Wie ist es aber gekommen, daß da an der Peripherie des Römischen Reiches so etwas entstehen konnte, besser gesagt, so etwas sich einwurzeln konnte, was Europa so viel zu schaffen machte? Das hängt zusammen gerade mit dem immer Größer- und Größerwerden des Römischen Reiches. Dieses Römische Reich, indem es sich immer mehr und mehr ausbreitete, war genötigt, zum Unterhalt der Bedürfnisse, die sich herausbildeten in diesem weiten Reiche, viele, viele Produkte aus dem Oriente zu beziehen, und die mußten alle bezahlt werden. Und wir sehen mit der Entwickelung des Römischen Reiches gerade vom Beginne unserer Zeitrechnung an, daß eine bedeutsame Erscheinung in der Entwickelung des Römischen Reiches diese ist, daß die Römer so viel bezahlen müssen für das, was sie aus dem Oriente beziehen. Wir sehen, mit andern Worten, daß in dieser Zeit im Römischen Reiche ein ungeheuer starker Goldabfluß nach der Peripherie hin stattfindet. Das Gold fließt ab. Und kurioserweise eröffnen sich keine neuen Goldquellen. Und die Folge davon ist, daß die Reichtumsverhältnisse des Römischen Reiches sich vollständig ändern, daß das Römische Reich mit der Entwickelung des Christentums geld-, das heißt gold- und silberarm wird. Das ist eine grundbedeutsame Erscheinung. So daß sich das Christentum ausbreitet im Römischen Reiche in einer Gegend, die immer mehr und mehr in bezug auf seine Wirtschaft nach primitiven Zuständen zu tendiert. Denn wo Verarmung an Geld stattfindet, wo Verarmung an Gold stattfindet - auf dem physischen Plane ist das einmal so -, da tritt sehr bald die Notwendigkeit auf, zu den primitiven Formen der Naturalwirtschaft zurückzukehren, zu den primitiven Formen einer Art von Tauschhandel durch das bloße Austauschen der Güter. Aber das wäre noch nicht einmal das Bedeutsame. Das Bedeutsame ist, daß es unmöglich wird, wenn solche Goldarmut eintritt, daß weithin reichende und vielbedeutende Menschenverbindungen geschaffen werden. Die Menschen werden dadurch auf die Ausnützung viel näherer Verhältnisse angewiesen; sie werden in dem Austausch und in dem Zusammenleben in ihren Bedürfnissen in viel engere Grenzen eingeschlossen.

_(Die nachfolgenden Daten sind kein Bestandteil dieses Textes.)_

// SPDX-FileCopyrightText: 2025 RAprogramm <andrey.rozanov.vl@gmail.com>
// SPDX-License-Identifier: MIT

//! In-memory [`RepositoryClient`] used by unit tests.

use std::{
    collections::{HashMap, HashSet},
    sync::atomic::{AtomicUsize, Ordering},
};

use chrono::{DateTime, FixedOffset};
use masterror::AppError;

use crate::{
    client::{ListingScope, RepositoryClient, TopicLookup},
    repository::Repository,
};

/// Builds an unarchived public repository of `octo-org` that was never pushed.
pub(crate) fn repository(name: &str,) -> Repository
{
    Repository {
        name:           name.to_owned(),
        full_name:      format!("octo-org/{name}"),
        html_url:       format!("https://github.com/octo-org/{name}"),
        archived:       false,
        private:        false,
        default_branch: Some("main".to_owned(),),
        pushed_at:      None,
    }
}

#[derive(Debug, Default,)]
pub(crate) struct FakeClient
{
    repositories:   Vec<Repository,>,
    topics:         HashMap<String, TopicLookup,>,
    failing_topics: HashSet<String,>,
    branch_dates:   HashMap<String, String,>,
    topic_requests: AtomicUsize,
}

impl FakeClient
{
    pub(crate) fn with_repositories(mut self, repositories: Vec<Repository,>,) -> Self
    {
        self.repositories = repositories;
        self
    }

    pub(crate) fn with_topics(mut self, name: &str, lookup: TopicLookup,) -> Self
    {
        self.topics.insert(name.to_owned(), lookup,);
        self
    }

    pub(crate) fn failing_topics(mut self, name: &str,) -> Self
    {
        self.failing_topics.insert(name.to_owned(),);
        self
    }

    pub(crate) fn with_branch_date(mut self, name: &str, date: &str,) -> Self
    {
        self.branch_dates.insert(name.to_owned(), date.to_owned(),);
        self
    }

    pub(crate) fn topic_requests(&self,) -> usize
    {
        self.topic_requests.load(Ordering::SeqCst,)
    }
}

impl RepositoryClient for FakeClient
{
    async fn list_repositories(
        &self,
        _scope: &ListingScope,
    ) -> Result<Vec<Repository,>, AppError,>
    {
        Ok(self.repositories.clone(),)
    }

    async fn fetch_topics(&self, repository: &Repository,) -> Result<TopicLookup, AppError,>
    {
        self.topic_requests.fetch_add(1, Ordering::SeqCst,);
        if self.failing_topics.contains(&repository.name,) {
            return Err(AppError::service(format!("topics unavailable for {}", repository.name),),);
        }
        Ok(self
            .topics
            .get(&repository.name,)
            .cloned()
            .unwrap_or_else(|| TopicLookup::Labels(Vec::new(),),),)
    }

    async fn fetch_branch_commit_date(
        &self,
        repository: &Repository,
        branch: &str,
    ) -> Result<DateTime<FixedOffset,>, AppError,>
    {
        let date = self.branch_dates.get(&repository.name,).ok_or_else(|| {
            AppError::service(format!("branch {branch} not found for {}", repository.name),)
        },)?;
        DateTime::parse_from_rfc3339(date,)
            .map_err(|e| AppError::validation(format!("invalid date: {e}"),),)
    }
}
// SPDX-FileCopyrightText: 2025 RAprogramm <andrey.rozanov.vl@gmail.com>
// SPDX-License-Identifier: MIT

/// Publishing of step outputs through the GitHub Actions output file.
///
/// Values are appended to the file named by `GITHUB_OUTPUT`. Single-line
/// values use `key=value`; multi-line values use the heredoc delimiter form
/// understood by the Actions runner.
use std::{
    fs::OpenOptions,
    io::Write,
    path::{Path, PathBuf},
};

use crate::error::{self, Error};

const DELIMITER_PREFIX: &str = "STALE_REPOS_EOF";

/// Handle to the pipeline output file.
#[derive(Debug, Clone, PartialEq, Eq,)]
pub struct PipelineOutput
{
    path: PathBuf,
}

impl PipelineOutput
{
    /// Creates a handle for the output file at `path`.
    pub fn new(path: impl Into<PathBuf,>,) -> Self
    {
        Self {
            path: path.into(),
        }
    }

    /// Location of the output file.
    pub fn path(&self,) -> &Path
    {
        &self.path
    }

    /// Appends the assignment `key=value`, creating the file when missing.
    ///
    /// # Errors
    ///
    /// Returns [`Error::Io`] when the file cannot be opened or written.
    ///
    /// # Example
    ///
    /// ```no_run
    /// use stale_repos::PipelineOutput;
    ///
    /// # fn example() -> Result<(), stale_repos::Error> {
    /// let output = PipelineOutput::new("/github/output",);
    /// output.set("inactiveRepos", "[]",)?;
    /// # Ok(())
    /// # }
    /// ```
    pub fn set(&self, key: &str, value: &str,) -> Result<(), Error,>
    {
        let mut file = OpenOptions::new()
            .create(true,)
            .append(true,)
            .open(&self.path,)
            .map_err(|source| error::io_error(&self.path, source,),)?;

        let entry = format_assignment(key, value,);
        file.write_all(entry.as_bytes(),).map_err(|source| error::io_error(&self.path, source,),)
    }
}

fn format_assignment(key: &str, value: &str,) -> String
{
    if !value.contains('\n',) && !value.contains('\r',) {
        return format!("{key}={value}\n");
    }

    let mut delimiter = DELIMITER_PREFIX.to_owned();
    let mut suffix = 0u32;
    while value.contains(&delimiter,) {
        suffix += 1;
        delimiter = format!("{DELIMITER_PREFIX}_{suffix}");
    }

    let separator = if value.ends_with('\n',) { "" } else { "\n" };
    format!("{key}<<{delimiter}\n{value}{separator}{delimiter}\n")
}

Und so kam es, daß die römische Wirtschaft allmählich immer mehr hineinwuchs in eine Art und Weise, die es als Imperium nicht gewöhnt war. Die Einrichtungen waren im Römischen Reiche alle so getroffen, alle Arten der Verwaltungseinrichtungen, der Administration und so weiter, alles das, was man als Zusammenhang der Gegenden mit ihren Behörden und so weiter bezeichnet, das war darauf eingerichtet, daß man Geld hatte. Und nun wurde das Geld immer weniger. Sie können es an einem besonderen Gebiete deutlich beobachten. Natürlich, da das Reich immer größer geworden war, brauchten die Römer immer mehr und mehr, namentlich in den äußeren Partien des Reiches, Legionen; sie brauchten Soldaten. Die wollten bezahlt sein. Man konnte nicht immer unendliche Massen von etwa in Italien selbst produzierten Dingen an die Peripherie hinausführen. Die Soldaten wollten in Gold bezahlt werden, damit sie dann von den andern einhandeln konnten. Aber das Gold war allmählich nicht mehr da. Man konnte die Soldaten nicht mehr bezahlen. So war es auf vielen Gebieten. Das Römische Reich erstarb also gewissermaßen an seiner eigenen Größe.

Und in seinem Umfange, an seiner Peripherie entwickelte sich ein ganz besonderer Reichtum, der dann selbstverständlich auch zur Folge hat, daß eine gewisse Basis, eine gewisse Grundlage da ist für ein geistiges Leben.